### Directions
Only the number is wanted: tally the lines below that contain the word "currency".

= = = = =

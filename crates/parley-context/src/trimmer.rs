// SPDX-FileCopyrightText: 2026 Parley Contributors
// SPDX-License-Identifier: MIT OR Apache-2.0

//! Context window trimming.
//!
//! Keeps the longest suffix of the history that fits the budget. A history
//! is never cut inside a turn, and the newest turn is always kept, even when
//! it alone exceeds the budget.

use parley_core::types::Turn;

use crate::estimate::{message_cost, turn_cost};

/// The retained suffix and how many leading turns were dropped.
#[derive(Debug, Clone, PartialEq, Eq)]
pub struct TrimOutcome {
    pub retained: Vec<Turn>,
    pub dropped: usize,
}

/// Number of trailing items to keep so their summed cost stays within `budget`.
///
/// Returns at least 1 for a non-empty slice.
pub fn suffix_len(costs: &[usize], budget: usize) -> usize {
    let mut total = 0usize;
    let mut kept = 0usize;
    for cost in costs.iter().rev() {
        total = total.saturating_add(*cost);
        if total > budget {
            break;
        }
        kept += 1;
    }
    match costs.is_empty() {
        true => 0,
        false => kept.max(1),
    }
}

/// Fits dialog history into a model's context window.
#[derive(Debug, Clone, Copy, PartialEq, Eq)]
pub struct ContextTrimmer {
    context_window: usize,
    reply_reserve: usize,
}

impl ContextTrimmer {
    /// `reply_reserve` is held back for the completion itself.
    pub fn new(context_window: usize, reply_reserve: usize) -> Self {
        Self {
            context_window,
            reply_reserve,
        }
    }

    /// Tokens left for history once the prompt and the new message are placed.
    pub fn history_budget(&self, system_prompt: &str, new_message: &str) -> usize {
        self.context_window
            .saturating_sub(self.reply_reserve)
            .saturating_sub(message_cost(system_prompt))
            .saturating_sub(message_cost(new_message))
    }

    pub fn trim(&self, turns: &[Turn], system_prompt: &str, new_message: &str) -> TrimOutcome {
        let costs: Vec<usize> = turns.iter().map(turn_cost).collect();
        let kept = suffix_len(&costs, self.history_budget(system_prompt, new_message));
        let dropped = turns.len() - kept;
        TrimOutcome {
            retained: turns[dropped..].to_vec(),
            dropped,
        }
    }
}
// SPDX-FileCopyrightText: 2026 Parley Contributors
// SPDX-License-Identifier: MIT OR Apache-2.0

//! Wire types for the OpenAI HTTP API.

use serde::{Deserialize, Serialize};

// --- Chat completions ---

#[derive(Debug, Clone, Serialize)]
pub struct ChatRequest {
    pub model: String,
    pub messages: Vec<ApiMessage>,
    #[serde(skip_serializing_if = "Option::is_none")]
    pub max_tokens: Option<u32>,
    #[serde(skip_serializing_if = "Option::is_none")]
    pub temperature: Option<f32>,
    pub stream: bool,
    #[serde(skip_serializing_if = "Option::is_none")]
    pub stream_options: Option<StreamOptions>,
}

/// Asks the API to append a final chunk carrying token usage.
#[derive(Debug, Clone, Copy, Serialize)]
pub struct StreamOptions {
    pub include_usage: bool,
}

#[derive(Debug, Clone, Serialize, Deserialize, PartialEq, Eq)]
pub struct ApiMessage {
    pub role: String,
    pub content: String,
}

#[derive(Debug, Clone, Copy, Deserialize, PartialEq, Eq)]
pub struct ApiUsage {
    pub prompt_tokens: u64,
    pub completion_tokens: u64,
}

#[derive(Debug, Clone, Deserialize)]
pub struct ChatResponse {
    pub choices: Vec<Choice>,
    pub usage: Option<ApiUsage>,
}

#[derive(Debug, Clone, Deserialize)]
pub struct Choice {
    pub message: ResponseMessage,
    pub finish_reason: Option<String>,
}

#[derive(Debug, Clone, Deserialize)]
pub struct ResponseMessage {
    pub content: Option<String>,
}

/// One `data:` payload of a streaming completion.
#[derive(Debug, Clone, Deserialize)]
pub struct ChatChunk {
    #[serde(default)]
    pub choices: Vec<ChunkChoice>,
    pub usage: Option<ApiUsage>,
}

#[derive(Debug, Clone, Deserialize)]
pub struct ChunkChoice {
    #[serde(default)]
    pub delta: Delta,
    pub finish_reason: Option<String>,
}

#[derive(Debug, Clone, Default, Deserialize)]
pub struct Delta {
    pub content: Option<String>,
}

// --- Images ---

#[derive(Debug, Clone, Serialize)]
pub struct ImageRequest {
    pub model: String,
    pub prompt: String,
    pub n: u32,
    pub size: String,
}

#[derive(Debug, Clone, Deserialize)]
pub struct ImageResponse {
    pub data: Vec<ImageData>,
}

#[derive(Debug, Clone, Deserialize)]
pub struct ImageData {
    pub url: Option<String>,
}

// --- Audio ---

#[derive(Debug, Clone, Deserialize)]
pub struct TranscriptionResponse {
    pub text: String,
}

#[derive(Debug, Clone, Serialize)]
pub struct SpeechRequest {
    pub model: String,
    pub input: String,
    pub voice: String,
    pub response_format: String,
}

// --- Errors ---

#[derive(Debug, Clone, Deserialize)]
pub struct ApiErrorResponse {
    pub error: ApiErrorBody,
}

#[derive(Debug, Clone, Deserialize)]
pub struct ApiErrorBody {
    pub message: String,
    #[serde(rename = "type")]
    pub type_: Option<String>,
}
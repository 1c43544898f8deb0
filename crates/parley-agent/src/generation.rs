// SPDX-FileCopyrightText: 2026 Parley Contributors
// SPDX-License-Identifier: MIT OR Apache-2.0

//! Batch and streaming generation converge on one event shape.
//!
//! Both modes end with exactly one [`GenerationEvent::Finished`] carrying the
//! answer, the tokens used and the number of dropped turns. Streaming mode
//! yields [`GenerationEvent::Partial`] with the accumulated answer before it.

use std::pin::Pin;
use std::sync::Arc;

use futures::stream::{self, Stream, StreamExt};
use parley_context::estimate::{estimate_tokens, message_cost};
use parley_core::traits::ChunkStream;
use parley_core::types::{
    GenerationEvent, GenerationOutcome, ProviderRequest, TokenUsage,
};
use parley_core::{ParleyError, ProviderAdapter};
use tracing::debug;

pub type GenerationStream =
    Pin<Box<dyn Stream<Item = Result<GenerationEvent, ParleyError>> + Send>>;

/// Provider usage when reported, else the local estimate.
fn tokens_used(usage: Option<TokenUsage>, prompt_estimate: u64, answer: &str) -> u64 {
    match usage {
        Some(usage) => usage.total(),
        None => {
            let estimate = prompt_estimate + estimate_tokens(answer) as u64;
            debug!(estimate, "provider reported no usage, using estimate");
            estimate
        }
    }
}

fn prompt_estimate(request: &ProviderRequest) -> u64 {
    request
        .messages
        .iter()
        .map(|m| message_cost(&m.content) as u64)
        .sum()
}

/// Runs generations against one provider in the configured mode.
#[derive(Clone)]
pub struct Generator {
    provider: Arc<dyn ProviderAdapter>,
    streaming: bool,
}

struct StreamState {
    chunks: ChunkStream,
    answer: String,
    usage: Option<TokenUsage>,
    prompt_estimate: u64,
    turns_dropped: usize,
    done: bool,
}

impl Generator {
    pub fn new(provider: Arc<dyn ProviderAdapter>, streaming: bool) -> Self {
        Self {
            provider,
            streaming,
        }
    }

    pub fn is_streaming(&self) -> bool {
        self.streaming
    }

    /// One blocking completion, for flows that never stream.
    pub async fn complete(
        &self,
        request: ProviderRequest,
        turns_dropped: usize,
    ) -> Result<GenerationOutcome, ParleyError> {
        let estimate = prompt_estimate(&request);
        let response = self.provider.complete(request).await?;
        let tokens_used = tokens_used(response.usage, estimate, &response.content);
        Ok(GenerationOutcome {
            answer: response.content,
            tokens_used,
            turns_dropped,
        })
    }

    /// Starts a generation. Errors from the provider surface either here or
    /// as an `Err` item in the stream; in both cases nothing was finished.
    pub async fn start(
        &self,
        request: ProviderRequest,
        turns_dropped: usize,
    ) -> Result<GenerationStream, ParleyError> {
        if !self.streaming {
            let outcome = self.complete(request, turns_dropped).await?;
            return Ok(Box::pin(stream::once(async move {
                Ok(GenerationEvent::Finished(outcome))
            })));
        }

        let state = StreamState {
            prompt_estimate: prompt_estimate(&request),
            chunks: self.provider.stream(request).await?,
            answer: String::new(),
            usage: None,
            turns_dropped,
            done: false,
        };

        Ok(Box::pin(stream::unfold(state, |mut st| async move {
            if st.done {
                return None;
            }
            loop {
                match st.chunks.next().await {
                    Some(Ok(chunk)) => {
                        if chunk.usage.is_some() {
                            st.usage = chunk.usage;
                        }
                        if let Some(delta) = chunk.delta.filter(|d| !d.is_empty()) {
                            st.answer.push_str(&delta);
                            let partial = GenerationEvent::Partial(st.answer.clone());
                            return Some((Ok(partial), st));
                        }
                    }
                    Some(Err(e)) => {
                        st.done = true;
                        return Some((Err(e), st));
                    }
                    None => {
                        st.done = true;
                        let outcome = GenerationOutcome {
                            tokens_used: tokens_used(st.usage, st.prompt_estimate, &st.answer),
                            answer: std::mem::take(&mut st.answer),
                            turns_dropped: st.turns_dropped,
                        };
                        return Some((Ok(GenerationEvent::Finished(outcome)), st));
                    }
                }
            }
        })))
    }
}

#[cfg(test)]
mod tests {
    use super::*;
    use parley_core::types::{ChatMessage, ProviderStreamChunk, Role};
    use parley_test_utils::MockProvider;

    fn request() -> ProviderRequest {
        ProviderRequest {
            messages: vec![ChatMessage::new(Role::User, "hello")],
            max_tokens: Some(100),
            temperature: None,
        }
    }

    async fn collect(stream: GenerationStream) -> Vec<Result<GenerationEvent, ParleyError>> {
        stream.collect().await
    }

    #[tokio::test]
    async fn batch_mode_yields_a_single_finished_event() {
        let provider = Arc::new(MockProvider::new());
        provider.add_response("hi there", Some(42)).await;
        let generator = Generator::new(provider, false);

        let events = collect(generator.start(request(), 2).await.unwrap()).await;
        assert_eq!(events.len(), 1);
        assert_eq!(
            events[0].as_ref().unwrap(),
            &GenerationEvent::Finished(GenerationOutcome {
                answer: "hi there".into(),
                tokens_used: 42,
                turns_dropped: 2,
            })
        );
    }

    #[tokio::test]
    async fn streaming_accumulates_and_skips_empty_chunks() {
        let provider = Arc::new(MockProvider::new());
        provider.add_chunks(vec![
            ProviderStreamChunk { delta: Some(String::new()), ..Default::default() },
            ProviderStreamChunk { delta: Some("hi".into()), ..Default::default() },
            ProviderStreamChunk { delta: Some(" there".into()), ..Default::default() },
            ProviderStreamChunk {
                usage: Some(TokenUsage { prompt_tokens: 30, completion_tokens: 12 }),
                finish_reason: Some("stop".into()),
                ..Default::default()
            },
        ])
        .await;
        let generator = Generator::new(provider, true);

        let events: Vec<GenerationEvent> = collect(generator.start(request(), 0).await.unwrap())
            .await
            .into_iter()
            .map(Result::unwrap)
            .collect();
        assert_eq!(
            events,
            vec![
                GenerationEvent::Partial("hi".into()),
                GenerationEvent::Partial("hi there".into()),
                GenerationEvent::Finished(GenerationOutcome {
                    answer: "hi there".into(),
                    tokens_used: 42,
                    turns_dropped: 0,
                }),
            ]
        );
    }

    #[tokio::test]
    async fn missing_usage_falls_back_to_estimate() {
        let provider = Arc::new(MockProvider::new());
        provider.add_response("abcdefgh", None).await;
        let generator = Generator::new(provider, false);

        let outcome = generator.complete(request(), 0).await.unwrap();
        // "hello" costs 2 + 4 overhead; "abcdefgh" is 2.
        assert_eq!(outcome.tokens_used, 8);
    }

    #[tokio::test]
    async fn provider_failure_surfaces_as_error() {
        let provider = Arc::new(MockProvider::new());
        provider.add_failure("upstream 500").await;
        let generator = Generator::new(provider, false);
        assert!(matches!(
            generator.start(request(), 0).await,
            Err(ParleyError::GenerationFailed { .. })
        ));
    }
}
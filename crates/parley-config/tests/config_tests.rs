// SPDX-FileCopyrightText: 2026 Parley Contributors
// SPDX-License-Identifier: MIT OR Apache-2.0

//! Integration tests for the Parley configuration system.

use parley_config::diagnostic::ConfigError;
use parley_config::model::ParleyConfig;
use parley_config::{load_and_validate_str, load_config_from_str};
use parley_core::types::PersonaId;

#[test]
fn full_toml_deserializes() {
    let toml = r#"
[agent]
name = "maks"
log_level = "debug"

[telegram]
bot_token = "123:ABC"
allowed_users = ["alice", "42"]
group_trigger = "Bot, "
payment_provider_token = "pay:XYZ"

[openai]
api_key = "sk-test"
chat_model = "gpt-4o-mini"
context_window = 16000

[storage]
database_path = "/tmp/parley-test.db"
wal_mode = false

[dialog]
new_dialog_timeout_secs = 300
streaming = false
default_persona = "code_assistant"

[billing]
initial_balance = 500
admin_ids = [1, 2]
refill_schedule = "0 0 * * *"

[billing.package]
tokens = 50000
price_minor = 19900
currency = "USD"

[triggers]
image_prefix = "Draw"
speak_prefix = "Say"
"#;

    let config = load_config_from_str(toml).expect("valid TOML should deserialize");
    assert_eq!(config.agent.name, "maks");
    assert_eq!(config.telegram.allowed_users, vec!["alice", "42"]);
    assert_eq!(config.telegram.group_trigger, "Bot, ");
    assert_eq!(config.openai.context_window, 16000);
    assert!(!config.storage.wal_mode);
    assert_eq!(config.dialog.new_dialog_timeout_secs, 300);
    assert!(!config.dialog.streaming);
    assert_eq!(config.dialog.default_persona, PersonaId::CodeAssistant);
    assert_eq!(config.billing.initial_balance, 500);
    assert_eq!(config.billing.admin_ids, vec![1, 2]);
    assert_eq!(config.billing.package.tokens, 50000);
    assert_eq!(config.billing.package.currency, "USD");
    // Unset package keys keep their defaults.
    assert_eq!(config.billing.package.payload, "parley-token-package");
    assert_eq!(config.triggers.image_prefix, "Draw");
}

#[test]
fn empty_toml_yields_defaults() {
    let config = load_and_validate_str("").expect("defaults are valid");
    assert_eq!(config, ParleyConfig::default());
}

#[test]
fn unknown_key_is_reported_with_suggestion() {
    let toml = r#"
[telegram]
bot_tken = "abc"
"#;

    let errors = load_and_validate_str(toml).expect_err("should reject unknown key");
    assert_eq!(errors.len(), 1);
    match &errors[0] {
        ConfigError::UnknownKey {
            key, suggestion, ..
        } => {
            assert_eq!(key, "bot_tken");
            assert_eq!(suggestion.as_deref(), Some("bot_token"));
        }
        other => panic!("expected UnknownKey, got {other:?}"),
    }
}

#[test]
fn unknown_section_is_rejected() {
    let errors = load_and_validate_str("[vault]\nkey = 1\n").expect_err("no such section");
    assert!(matches!(errors[0], ConfigError::UnknownKey { .. }));
}

#[test]
fn wrong_type_is_reported() {
    let errors = load_and_validate_str("[dialog]\nstreaming = \"yes\"\n").expect_err("bad type");
    match &errors[0] {
        ConfigError::InvalidType { key, .. } => assert!(key.contains("streaming")),
        other => panic!("expected InvalidType, got {other:?}"),
    }
}

#[test]
fn unknown_persona_is_rejected() {
    let result = load_and_validate_str("[dialog]\ndefault_persona = \"pirate\"\n");
    assert!(result.is_err());
}

#[test]
fn validation_runs_after_parsing() {
    let errors = load_and_validate_str("[billing.package]\ntokens = 0\n")
        .expect_err("zero-token package is invalid");
    assert!(matches!(errors[0], ConfigError::Validation { .. }));
}

#[test]
fn diagnostics_render_without_panicking() {
    let errors = load_and_validate_str("[agent]\nnaem = \"x\"\n").unwrap_err();
    parley_config::render_errors(&errors);
}
// SPDX-FileCopyrightText: 2026 Parley Contributors
// SPDX-License-Identifier: MIT OR Apache-2.0

//! Configuration system for the Parley bot.
//!
//! TOML files in the XDG hierarchy, `PARLEY_*` environment overrides,
//! strict key checking, and miette diagnostics with typo suggestions.
//!
//! ```no_run
//! let config = parley_config::load_and_validate().expect("config errors");
//! println!("bot name: {}", config.agent.name);
//! ```

pub mod diagnostic;
pub mod loader;
pub mod model;
pub mod validation;

pub use diagnostic::{ConfigError, render_errors};
pub use loader::{load_config, load_config_from_path, load_config_from_str};
pub use model::ParleyConfig;

/// Loads configuration from the standard locations and validates it.
pub fn load_and_validate() -> Result<ParleyConfig, Vec<ConfigError>> {
    finish(loader::load_config(), collect_toml_sources)
}

/// Loads configuration from an explicit file and validates it.
pub fn load_and_validate_path(path: &std::path::Path) -> Result<ParleyConfig, Vec<ConfigError>> {
    finish(loader::load_config_from_path(path), || {
        read_sources([path.to_path_buf()])
    })
}

/// Loads configuration from a TOML string and validates it.
pub fn load_and_validate_str(toml_content: &str) -> Result<ParleyConfig, Vec<ConfigError>> {
    finish(loader::load_config_from_str(toml_content), || {
        vec![("<inline>".to_string(), toml_content.to_string())]
    })
}

fn finish(
    loaded: Result<ParleyConfig, figment::Error>,
    sources: impl FnOnce() -> Vec<(String, String)>,
) -> Result<ParleyConfig, Vec<ConfigError>> {
    match loaded {
        Ok(config) => {
            validation::validate_config(&config)?;
            Ok(config)
        }
        Err(err) => Err(diagnostic::figment_to_config_errors(err, &sources())),
    }
}

/// Contents of every config file that exists, for error spans.
fn collect_toml_sources() -> Vec<(String, String)> {
    read_sources(loader::config_paths())
}

fn read_sources(paths: impl IntoIterator<Item = std::path::PathBuf>) -> Vec<(String, String)> {
    paths
        .into_iter()
        .filter_map(|path| {
            let content = std::fs::read_to_string(&path).ok()?;
            let shown = std::path::absolute(&path).unwrap_or(path);
            Some((shown.display().to_string(), content))
        })
        .collect()
}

= = = = =

### Task output
2